Mediation gained a popular foothold during the 1960s when community-based mediation programs surged in popularity from approximately 300 organizations to over 3,000. These local mediation programs became the primary method for resolving neighbor-to-neighbor, landlord/tenant and related community-based disputes. In the late 1970s and early 1980s criminal courts began getting clogged with the first wave of drug-related cases, and civil courts saw a large uptick in cases involving condominium-related issues. Due to the enormous number of criminal cases, in 1982 Los Angeles County courts had a wait time of seven years to schedule a civil case for trial. The judiciary soon began to consider mediation as a viable case-management tool. In 1987 Florida and Texas became the first states to pass statutes creating comprehensive court-ordered mediation.

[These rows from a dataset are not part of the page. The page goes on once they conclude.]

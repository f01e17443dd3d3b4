use cgmath::{Point2, Vector2};
use perch::events::ScreenEvent;
use perch::{
    Action, ActionHandler, Component, Config, ContextData, GlobalContext, ListChange, NodeId, Rect,
    Renderer, RootContext, Screen, SetContext,
};
use pretty_assertions::assert_eq;
use serde_json::{json, Value};

#[derive(Debug, Default)]
struct Recorder {
    values: Vec<(NodeId, String, Option<Value>)>,
    changes: Vec<(NodeId, ListChange)>,
}

impl Recorder {
    fn last(&self, node: NodeId, property: &str) -> Option<Value> {
        self.values
            .iter()
            .rev()
            .find(|(n, p, _)| *n == node && p == property)
            .and_then(|(_, _, value)| value.clone())
    }
}

impl Renderer for Recorder {
    fn apply(&mut self, node: NodeId, property: &str, value: Option<&Value>) {
        self.values.push((node, property.to_owned(), value.cloned()));
    }

    fn list_changed(&mut self, list: NodeId, change: ListChange) {
        self.changes.push((list, change));
    }
}

/// Records every run and performs `{"setContext": ...}` actions.
#[derive(Debug, Default)]
struct Actions {
    runs: Vec<(NodeId, Vec<Action>)>,
}

impl ActionHandler for Actions {
    fn execute(&mut self, root: &RootContext, origin: NodeId, actions: &[Action]) {
        self.runs.push((origin, actions.to_vec()));
        for action in actions {
            if let Some(update) = action.get("setContext") {
                if let Ok(update) = serde_json::from_value::<SetContext>(update.clone()) {
                    root.set_context(origin, update);
                }
            }
        }
    }
}

type TestScreen = Screen<Recorder, Actions>;

fn mount(json: &str, global: GlobalContext, window: usize) -> TestScreen {
    let root = Component::from_json(json).unwrap();
    let config = Config {
        initial_window: window,
        ..Config::default()
    };
    Screen::new(&root, Recorder::default(), Actions::default(), global, config)
}

fn page_list(items: Value, list: Value) -> String {
    json!({
        "context": {"id": "page", "value": {"items": items}},
        "children": [{"list": list}]
    })
    .to_string()
}

fn vertical_scroll(list: NodeId, offset: f64) -> ScreenEvent {
    ScreenEvent::Scroll {
        list,
        viewport: Rect::new(Point2::new(0., offset), Vector2::new(320., 50.)),
        content: Vector2::new(320., 200.),
    }
}

#[test]
fn data_source_follows_a_root_replacement() {
    let json = r#"{
        "context": {"id": "initialContext", "value": ""},
        "children": [{
            "list": {
                "dataSource": "@{initialContext}",
                "template": {"properties": {"text": "@{item}"}}
            }
        }]
    }"#;
    let mut screen = mount(json, GlobalContext::new(), 10);
    let list = screen.list_nodes()[0];
    assert!(screen.list(list).unwrap().is_empty(), "a string is not a list");

    screen
        .update_context(list, SetContext::new("initialContext", json!(["a", "b"])).at("."))
        .unwrap();

    let view = screen.list(list).unwrap();
    assert_eq!(view.items(), &[json!("a"), json!("b")]);
    let contexts: Vec<ContextData> = view
        .cells()
        .filter_map(|(_, cell)| screen.context(cell))
        .collect();
    assert_eq!(
        contexts,
        vec![
            ContextData::new("item", json!("a")),
            ContextData::new("item", json!("b")),
        ]
    );
    let second = view.cell_at(1).unwrap();
    assert_eq!(screen.renderer().last(second, "text"), Some(json!("b")));
    assert_eq!(screen.renderer().changes, vec![(list, ListChange::Reloaded(2))]);
}

#[test]
fn clearing_forgets_item_contexts() {
    let json = page_list(
        json!(["a", "b", "c"]),
        json!({"dataSource": "@{page.items}", "template": {"properties": {"text": "@{item}"}}}),
    );
    let mut screen = mount(&json, GlobalContext::new(), 10);
    let list = screen.list_nodes()[0];
    let root = screen.root().unwrap();

    let first = screen.list(list).unwrap().cell_at(0).unwrap();
    screen
        .update_context(first, SetContext::new("item", json!("edited")))
        .unwrap();
    assert_eq!(screen.renderer().last(first, "text"), Some(json!("edited")));

    screen
        .update_context(root, SetContext::new("page", json!([])).at("items"))
        .unwrap();
    let view = screen.list(list).unwrap();
    assert_eq!(view.len(), 0);
    assert_eq!(view.cells().count(), 0);
    assert_eq!(
        screen.renderer().changes.last(),
        Some(&(list, ListChange::Removed(3)))
    );

    screen
        .update_context(root, SetContext::new("page", json!(["a", "b", "c"])).at("items"))
        .unwrap();
    let first = screen.list(list).unwrap().cell_at(0).unwrap();
    assert_eq!(screen.context(first), Some(ContextData::new("item", json!("a"))));
}

#[test]
fn revisited_items_get_their_context_back() {
    let json = page_list(
        json!(["a", "b", "c", "d", "e", "f"]),
        json!({"dataSource": "@{page.items}", "template": {"properties": {"text": "@{item}"}}}),
    );
    let mut screen = mount(&json, GlobalContext::new(), 1);
    let list = screen.list_nodes()[0];
    let events = screen.event_sender();

    let cell = screen.list(list).unwrap().cell_at(0).unwrap();
    screen
        .update_context(cell, SetContext::new("item", json!("edited")))
        .unwrap();

    events
        .send(ScreenEvent::VisibleRange { list, range: 5..6 })
        .unwrap();
    screen.poll();
    assert_eq!(screen.list(list).unwrap().cell_at(5), Some(cell), "the cell is recycled");
    assert_eq!(screen.context(cell), Some(ContextData::new("item", json!("f"))));

    events
        .send(ScreenEvent::VisibleRange { list, range: 0..1 })
        .unwrap();
    screen.poll();
    assert_eq!(screen.list(list).unwrap().cell_at(0), Some(cell));
    assert_eq!(screen.context(cell), Some(ContextData::new("item", json!("edited"))));
    assert_eq!(screen.renderer().last(cell, "text"), Some(json!("edited")));
    assert_eq!(screen.tree().len(), 3, "root, list and a single cell");
}

#[test]
fn scroll_end_fires_once_per_data_source() {
    let json = page_list(
        json!([1, 2, 3]),
        json!({
            "dataSource": "@{page.items}",
            "scrollThreshold": 80,
            "onScrollEnd": [{"_type": "loadMore"}],
            "template": {}
        }),
    );
    let mut screen = mount(&json, GlobalContext::new(), 10);
    let list = screen.list_nodes()[0];
    let root = screen.root().unwrap();

    screen.handle_event(vertical_scroll(list, 100.));
    assert!(screen.actions().runs.is_empty(), "75% is below the threshold");

    screen.handle_event(vertical_scroll(list, 110.));
    assert_eq!(screen.actions().runs, vec![(list, vec![json!({"_type": "loadMore"})])]);

    screen.handle_event(ScreenEvent::Frame);
    screen.handle_event(vertical_scroll(list, 150.));
    assert_eq!(screen.actions().runs.len(), 1);

    screen
        .update_context(root, SetContext::new("page", json!([1, 2, 3, 4, 5, 6])).at("items"))
        .unwrap();
    screen.handle_event(ScreenEvent::Frame);
    assert_eq!(
        screen.actions().runs.len(),
        1,
        "geometry measured against the old items does not count"
    );

    screen.handle_event(vertical_scroll(list, 150.));
    assert_eq!(screen.actions().runs.len(), 2);
}

#[test]
fn cells_leaving_the_window_stop_rendering() {
    let json = json!({
        "context": {"id": "page", "value": {"items": ["a", "b"], "title": "t0"}},
        "children": [{
            "list": {
                "dataSource": "@{page.items}",
                "useParentScroll": true,
                "template": {"properties": {"title": "@{page.title}", "user": "@{global.user}"}}
            }
        }]
    })
    .to_string();
    let mut screen = mount(&json, GlobalContext::new(), 2);
    let list = screen.list_nodes()[0];
    let root = screen.root().unwrap();
    assert!(screen.list(list).unwrap().uses_parent_scroll());
    let idle = screen.list(list).unwrap().cell_at(1).unwrap();
    assert_eq!(screen.manager().dependents(root), 3, "the data source and both cells");

    screen.handle_event(ScreenEvent::VisibleRange { list, range: 0..1 });
    assert_eq!(screen.list(list).unwrap().cell_at(1), None);
    assert_eq!(screen.manager().dependents(root), 2);
    assert_eq!(screen.manager().global_dependents(), 1);

    let applies = |screen: &TestScreen| {
        screen
            .renderer()
            .values
            .iter()
            .filter(|(node, _, _)| *node == idle)
            .count()
    };
    let before = applies(&screen);
    screen
        .update_context(root, SetContext::new("page", json!("t1")).at("title"))
        .unwrap();
    screen
        .update_context(root, SetContext::new("global", json!("Ana")).at("user"))
        .unwrap();
    assert_eq!(applies(&screen), before, "a pooled cell is not rendered");

    let shown = screen.list(list).unwrap().cell_at(0).unwrap();
    assert_eq!(screen.renderer().last(shown, "title"), Some(json!("t1")));
    assert_eq!(screen.renderer().last(shown, "user"), Some(json!("Ana")));

    screen.handle_event(ScreenEvent::VisibleRange { list, range: 0..2 });
    assert_eq!(screen.list(list).unwrap().cell_at(1), Some(idle));
    assert_eq!(screen.renderer().last(idle, "title"), Some(json!("t1")));
}

#[test]
fn empty_content_never_fires_scroll_end() {
    let json = page_list(
        json!([1]),
        json!({"dataSource": "@{page.items}", "onScrollEnd": ["load"], "template": {}}),
    );
    let mut screen = mount(&json, GlobalContext::new(), 10);
    let list = screen.list_nodes()[0];

    screen.handle_event(ScreenEvent::Scroll {
        list,
        viewport: Rect::zero(),
        content: Vector2::new(0., 0.),
    });
    assert!(screen.actions().runs.is_empty());
    assert!(!screen.list(list).unwrap().scroll_end_fired());
}

#[test]
fn on_init_waits_for_attachment_and_runs_once() {
    let json = page_list(
        json!([]),
        json!({
            "dataSource": "@{page.items}",
            "onInit": [{"setContext": {"contextId": "page", "path": "items", "value": ["x", "y"]}}],
            "template": {"properties": {"text": "@{item}"}}
        }),
    );
    let mut screen = mount(&json, GlobalContext::new(), 10);
    let list = screen.list_nodes()[0];
    assert!(screen.actions().runs.is_empty());

    let events = screen.event_sender();
    events.send(ScreenEvent::Attached(list)).unwrap();
    screen.poll();
    assert_eq!(screen.actions().runs.len(), 1);
    assert_eq!(screen.list(list).unwrap().items(), &[json!("x"), json!("y")]);

    for event in vec![
        ScreenEvent::Detached(list),
        ScreenEvent::Attached(list),
        ScreenEvent::Attached(list),
    ] {
        events.send(event).unwrap();
    }
    screen.poll();
    assert_eq!(screen.actions().runs.len(), 1);
    assert!(screen.list(list).unwrap().is_attached());
}

#[test]
fn unchanged_or_invalid_data_sources_are_ignored() {
    let json = page_list(
        json!(["a"]),
        json!({"dataSource": "@{page.items}", "template": {}}),
    );
    let mut screen = mount(&json, GlobalContext::new(), 10);
    let list = screen.list_nodes()[0];
    let root = screen.root().unwrap();

    screen
        .update_context(root, SetContext::new("page", json!(["a"])).at("items"))
        .unwrap();
    screen
        .update_context(root, SetContext::new("page", json!("oops")).at("items"))
        .unwrap();

    assert_eq!(screen.renderer().changes, vec![(list, ListChange::Reloaded(1))]);
    assert_eq!(screen.list(list).unwrap().items(), &[json!("a")]);
}

#[test]
fn screens_share_the_global_context() {
    let global = GlobalContext::new();
    let json = r#"{"properties": {"user": "@{global.user.name}"}}"#;
    let mut a = mount(json, global.clone(), 10);
    let mut b = mount(json, global.clone(), 10);
    let (root_a, root_b) = (a.root().unwrap(), b.root().unwrap());

    a.update_context(root_a, SetContext::new("global", json!("Ana")).at("user.name"))
        .unwrap();
    assert_eq!(a.renderer().last(root_a, "user"), Some(json!("Ana")));
    b.poll();
    assert_eq!(b.renderer().last(root_b, "user"), Some(json!("Ana")));

    b.update_context(root_b, SetContext::new("global", json!("Bo")).at("user.name"))
        .unwrap();
    a.poll();
    assert_eq!(a.renderer().last(root_a, "user"), Some(json!("Bo")));
    assert_eq!(global.get().value, json!({"user": {"name": "Bo"}}));
}

#[test]
fn nested_lists_keep_their_state_per_outer_item() {
    let rows: Vec<Value> = (0..10)
        .map(|i| json!({"id": i, "tags": [format!("t{}a", i), format!("t{}b", i)]}))
        .collect();
    let json = json!({
        "context": {"id": "page", "value": {"rows": rows}},
        "children": [{
            "list": {
                "dataSource": "@{page.rows}",
                "iteratorName": "row",
                "template": {
                    "properties": {"title": "@{row.id}"},
                    "children": [{
                        "list": {
                            "dataSource": "@{row.tags}",
                            "iteratorName": "tag",
                            "onInit": [{"_type": "nestedInit"}],
                            "template": {"properties": {"text": "@{tag}"}}
                        }
                    }]
                }
            }
        }]
    })
    .to_string();
    let mut screen = mount(&json, GlobalContext::new(), 1);
    let outer = screen.list_nodes()[0];
    let events = screen.event_sender();
    let show = |screen: &mut TestScreen, index: usize| {
        events
            .send(ScreenEvent::VisibleRange {
                list: outer,
                range: index..index + 1,
            })
            .unwrap();
        screen.poll();
    };

    let cell = screen.list(outer).unwrap().cell_at(0).unwrap();
    let nested = screen.nested_lists(cell)[0];
    assert!(screen
        .list(nested)
        .unwrap()
        .pool()
        .same_as(screen.list(outer).unwrap().pool()));
    assert_eq!(screen.actions().runs.len(), 1);

    show(&mut screen, 3);
    assert_eq!(screen.list(outer).unwrap().cell_at(3), Some(cell));
    assert_eq!(screen.renderer().last(cell, "title"), Some(json!(3)));
    let tag_cell = screen.list(nested).unwrap().cell_at(0).unwrap();
    assert_eq!(screen.context(tag_cell), Some(ContextData::new("tag", json!("t3a"))));
    screen
        .update_context(tag_cell, SetContext::new("tag", json!("picked")))
        .unwrap();

    show(&mut screen, 7);
    let tag_cell = screen.list(nested).unwrap().cell_at(0).unwrap();
    assert_eq!(screen.context(tag_cell), Some(ContextData::new("tag", json!("t7a"))));
    assert_eq!(screen.actions().runs.len(), 3, "new outer items initialize the nested list");

    show(&mut screen, 3);
    let view = screen.list(nested).unwrap();
    assert_eq!(view.items(), &[json!("t3a"), json!("t3b")]);
    let tag_cell = view.cell_at(0).unwrap();
    assert_eq!(screen.context(tag_cell), Some(ContextData::new("tag", json!("picked"))));
    assert_eq!(screen.renderer().last(tag_cell, "text"), Some(json!("picked")));
    assert_eq!(screen.actions().runs.len(), 3, "restored lists are not initialized again");
}

#[test]
fn unmounting_clears_everything() {
    let json = page_list(
        json!(["a"]),
        json!({"dataSource": "@{page.items}", "template": {}}),
    );
    let mut screen = mount(&json, GlobalContext::new(), 10);
    screen.unmount();
    assert!(screen.root().is_none());
    assert!(screen.list_nodes().is_empty());
    assert!(screen.tree().is_empty());
}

In 1990 the federal government joined the growing trend for using mediation when Congress passed the Civil Justice Reform Act, CJRA. It required all federal district courts to initiate ADR programs, including mediation, to reduce costs and delays for litigants.2 At the same time mediation models expanded from the familiar evaluative and facilitative to those that incorporated more of the participants’ personal norms, such as transformative, restorative, narrative and others.

Issues prompting a closer look

Now that mediation is ensconced throughout communities and courts, and as a variety of social events, including the Black Lives Matter movement have happened, mediation is getting a closer look – specifically regarding inequities related to minorities and women. In addition, following recent census figures that show a steady increase in the percentage of people listed as minorities, questions have surfaced regarding the fact that mediators have been and still are white, older and male.

Researchers are looking into if the concept of white superiority has created mediation inequities.3 Press and Deason explore the premise that the “white race is inherently superior to other races” and if this hypothesis influences mediation outcomes in either community mediation programs, or in state and federal courts.4 Many studies, focusing on inequities to minorities, use the term BIPOC, which includes black, indigenous and people of color, and other research also analyzes whether gender, religious affiliation, and socio-economic status are additional influencing factors.5 A lower socio-economic status is often directly correlated to BIPOC.6

There are many aspects of the mediation process that have been studied in the past, and are currently being studied to determine if mediators and/or the process are placing some of the participants at a disadvantage. Some of the aspects of mediation, which are currently being reviewed include: how the process is managed, mediator bias, mediator training, mediator panel composition, and how mediators are chosen. For purposes of this article, these five elements are grouped into two categories: process management and mediators.

Process management

When considering how the mediation process is managed, bias becomes a significant contributing factor to producing results that disadvantage minorities and women.7 One of the frequently used terms associated with process management is “tone policing,” or the approach the mediator uses to guide the flow of information: how people are talking to one another and behave during mediation. A basic mediation management tool of ground rules, which provides guidelines on how people talk and interact with one another during the mediation, may contribute to the perception that the process is not fair, or that the mediator is not impartial. For example, if the mediator does not discuss the fundamental guidelines of “no interruptions” or “treat each other with respect,” and the mediator only announces the ground rules after one of the parties has interrupted the other person, it may appear that the mediator is taking sides. Some research has suggested that ground rules tend to disadvantage minorities and those unfamiliar with the mediation process.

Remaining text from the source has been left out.